Direcionando sua fala ao público presente, pediu que conversassem com as lideranças e que respeitassem os LGBTQIAP+ indígenas. “Vamos começar a ocupar os espaços, falar da nossa luta. Há uma diversidade de povos e diversidade de corpos que lutam pelo território. São muitos séculos de violência, de massacres. Se você não aceita, pelo menos, respeite”.

Dos convidados da plenária, Artur Guajajara lembrou que na luta pelos direitos indígenas, todos são iguais. “A gente quer respeito nas bases. Já basta a gente ter que ouvir fora das aldeias: ‘além de índio é LGBT’”, pedindo respeito dentro das aldeias.

Neimar Kiga é do povo Boe Bororo (Mídia Ninja)

Neimar Kiga, do povo Boe Bororo, condenou a discriminação. “Não pode haver segregação dentro do movimento. Precisamos do apoio de todos os indígenas. Acredito que comportamento preconceituoso é resquício do processo de colonização”, destacou.

Sob outra perspectiva, Natan Pataxó, que faz parte do Levante Indígena da USP, testemunhou a vulnerabilidade das pessoas LGBT no contexto universitário. “Não nos sentimos acolhidos. Temos especificidades até mesmo dentro do movimento LGBT”. Ele relata que os indígenas LGBT, em vários contextos urbanos, são vistos como “exóticos”.

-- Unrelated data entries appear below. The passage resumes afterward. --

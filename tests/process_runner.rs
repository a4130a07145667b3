// tests/process_runner.rs
#![cfg(unix)]

mod common;
use crate::common::{init_tracing, with_timeout};

use std::error::Error;
use std::fs;
use std::path::Path;
use std::time::Duration;

use rundag::dag::{Scheduler, TaskFailure, TaskState};
use rundag::exec::ProcessRunner;
use rundag::{DependencyGraph, FailurePolicy, InFlightPolicy, RunOptions, RundagError, Task};

type TestResult = Result<(), Box<dyn Error>>;

fn sh_task(loc: &str) -> Task {
    Task::with_environment(loc, "sh").unwrap()
}

fn write_script(dir: &Path, name: &str, body: &str) -> Result<(), Box<dyn Error>> {
    fs::write(dir.join(name), body)?;
    Ok(())
}

#[tokio::test]
async fn failing_script_reports_exit_code_and_stderr() -> TestResult {
    init_tracing();

    let dir = tempfile::tempdir()?;
    write_script(dir.path(), "fail.sh", "echo starting >&2\necho boom >&2\nexit 3\n")?;

    let failing = sh_task("fail.sh");
    let mut graph = DependencyGraph::new();
    graph.add_task(failing.clone());
    let scheduler = Scheduler::with_runner(graph, ProcessRunner::with_current_dir(dir.path()));

    match with_timeout(scheduler.run_task(&failing)).await {
        Err(RundagError::TaskExecution { failure, .. }) => {
            assert_eq!(
                failure,
                TaskFailure::ExitCode {
                    code: 3,
                    stderr: Some("boom".to_string()),
                }
            );
        }
        other => panic!("expected TaskExecution, got {other:?}"),
    }
    Ok(())
}

#[tokio::test]
async fn dependent_script_runs_after_its_dependency() -> TestResult {
    init_tracing();

    let dir = tempfile::tempdir()?;
    write_script(dir.path(), "first.sh", "echo first >> order.log\n")?;
    write_script(dir.path(), "second.sh", "echo second >> order.log\n")?;

    let graph = DependencyGraph::from_dependencies([(sh_task("second.sh"), sh_task("first.sh"))])?;
    let scheduler = Scheduler::with_runner(graph, ProcessRunner::with_current_dir(dir.path()));

    let report = with_timeout(scheduler.run_tasks(FailurePolicy::Abort)).await?;
    assert!(report.is_success());

    let log = fs::read_to_string(dir.path().join("order.log"))?;
    assert_eq!(log, "first\nsecond\n");
    Ok(())
}

#[tokio::test]
async fn kill_policy_terminates_running_sibling_process() -> TestResult {
    init_tracing();

    let dir = tempfile::tempdir()?;
    write_script(dir.path(), "fail.sh", "exit 1\n")?;
    write_script(dir.path(), "slow.sh", "sleep 1\ntouch marker\n")?;

    let mut graph = DependencyGraph::new();
    graph.add_tasks([sh_task("fail.sh"), sh_task("slow.sh")]);
    let scheduler = Scheduler::with_runner(graph, ProcessRunner::with_current_dir(dir.path()))
        .with_options(RunOptions {
            max_parallel: 2,
            in_flight: InFlightPolicy::Kill,
        });

    let err = with_timeout(scheduler.run_tasks(FailurePolicy::Abort))
        .await
        .unwrap_err();
    let report = err.report().expect("aborted run carries a report");
    assert_ne!(report.state_of(&sh_task("slow.sh")), Some(&TaskState::Succeeded));

    // Well past the point where slow.sh would have created the marker.
    tokio::time::sleep(Duration::from_millis(1500)).await;
    assert!(!dir.path().join("marker").exists());
    Ok(())
}

#[tokio::test]
async fn unknown_environment_is_a_launch_failure() -> TestResult {
    init_tracing();

    let task = Task::with_environment("x.py", "rundag-no-such-interpreter")?;
    let mut graph = DependencyGraph::new();
    graph.add_task(task.clone());
    let scheduler = Scheduler::with_runner(graph, ProcessRunner::new());

    let report = with_timeout(scheduler.run_tasks(FailurePolicy::Continue)).await?;
    assert!(matches!(
        report.state_of(&task),
        Some(TaskState::Failed(TaskFailure::Launch(_)))
    ));
    Ok(())
}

Ele realça a importância de espaços de acolhida. “Para dividir essas dores, fortalecer nosso canto, nossa diversidade, para que as pessoas entendam que não somos anormais. Somos todos indígenas e precisamos resistir juntos”.

Dois membros da Coordenação Executiva da Apib, Dinamam Tuxá e Sônia Guajajara receberam o manifesto. Sonia se pronunciou, afirmando que a plenária vai ser parte da programação: “O Acampamento Terra Livre respeita todas as pautas indígenas”.

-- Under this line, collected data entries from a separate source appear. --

// src/config/model.rs

use std::collections::BTreeMap;

use serde::Deserialize;

use crate::dag::graph::DependencyGraph;
use crate::dag::scheduler::RunOptions;
use crate::task::Task;
use crate::types::{FailurePolicy, InFlightPolicy};

/// Top-level schedule file as read from TOML, before validation.
///
/// ```toml
/// [config]
/// policy = "abort"
/// in_flight = "wait"
/// max_parallel = 2
///
/// [default]
/// env = "python3"
/// loc_template = "tea-tasks/{}"
///
/// [task.boil_water]
/// loc = "boil_water.py"
/// after = ["pour_water"]
///
/// [task.pour_water]
/// loc = "pour_water.py"
/// ```
///
/// All sections are optional and have reasonable defaults.
#[derive(Debug, Clone, Deserialize)]
pub struct RawConfigFile {
    /// Run behaviour from `[config]`.
    #[serde(default)]
    pub config: ConfigSection,

    /// Defaults shared by all tasks from `[default]`.
    #[serde(default)]
    pub default: DefaultSection,

    /// All tasks from `[task.<name>]`, keyed by task name.
    #[serde(default)]
    pub task: BTreeMap<String, TaskConfig>,
}

/// `[config]` section.
#[derive(Debug, Clone, Default, Deserialize)]
pub struct ConfigSection {
    /// `"continue"` (default) or `"abort"`.
    #[serde(default)]
    pub policy: FailurePolicy,

    /// `"wait"` (default) or `"kill"`: what happens to tasks still running
    /// when the run aborts.
    #[serde(default)]
    pub in_flight: InFlightPolicy,

    /// Maximum number of tasks running at once within a level.
    ///
    /// If `None`, the available parallelism of the machine is used.
    #[serde(default)]
    pub max_parallel: Option<usize>,
}

/// `[default]` section.
#[derive(Debug, Clone, Default, Deserialize)]
pub struct DefaultSection {
    /// Environment for tasks that do not set `env`. Falls back to `python`.
    #[serde(default)]
    pub env: Option<String>,

    /// Template with a `{}` placeholder applied to every task's `loc`.
    #[serde(default)]
    pub loc_template: Option<String>,
}

/// `[task.<name>]` section.
#[derive(Debug, Clone, Deserialize)]
pub struct TaskConfig {
    /// Script location (or the part substituted into `loc_template`).
    pub loc: String,

    /// Task-local environment; overrides `default.env`.
    #[serde(default)]
    pub env: Option<String>,

    /// Names of the tasks this one runs after.
    #[serde(default)]
    pub after: Vec<String>,
}

/// A validated schedule file.
///
/// Only obtainable through `TryFrom<RawConfigFile>` (see `validate.rs`), so
/// holding one means every task resolved and the dependencies form a DAG.
#[derive(Debug, Clone)]
pub struct ConfigFile {
    pub config: ConfigSection,
    pub default: DefaultSection,
    pub task: BTreeMap<String, TaskConfig>,
    tasks: BTreeMap<String, Task>,
    graph: DependencyGraph,
}

impl ConfigFile {
    pub(crate) fn new_validated(
        raw: RawConfigFile,
        tasks: BTreeMap<String, Task>,
        graph: DependencyGraph,
    ) -> Self {
        Self {
            config: raw.config,
            default: raw.default,
            task: raw.task,
            tasks,
            graph,
        }
    }

    /// The dependency graph declared by this file.
    pub fn graph(&self) -> &DependencyGraph {
        &self.graph
    }

    /// The resolved task for a `[task.<name>]` entry.
    pub fn task_named(&self, name: &str) -> Option<&Task> {
        self.tasks.get(name)
    }

    /// Scheduler options from `[config]`.
    pub fn run_options(&self) -> RunOptions {
        let mut options = RunOptions {
            in_flight: self.config.in_flight,
            ..RunOptions::default()
        };
        if let Some(n) = self.config.max_parallel {
            options.max_parallel = n;
        }
        options
    }
}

Ela celebrou a plenária e disse que é muito importante a garantia do espaço. “É muito importante que as lideranças indígenas que fazem parte da comunidade LGBTQIAP+ detenham esse espaço e oportunidade de falar, de dizer quem realmente são. Esse acampamento acolhe e dá apoio para que tenham a liberdade para se expressar”.

Leia aqui o manifesto “Colorindo a vida em defesa do território”.

 

Resistência nas redes

A saber: Dois coletivos, o Caboclas e Tibira, refletem sobre a identidade de gênero e sexualidade em contexto indígena. O objetivo é combater o preconceito. Siga nas redes!

Caboclas

Tibira

ATL

A Apib realiza o 18º ATL junto a organizações de base de várias regiões do país. O tema da mobilização que segue até o dia 14 de abril em Brasília é “Retomando o Brasil: Demarcar Territórios e Aldear a Política”.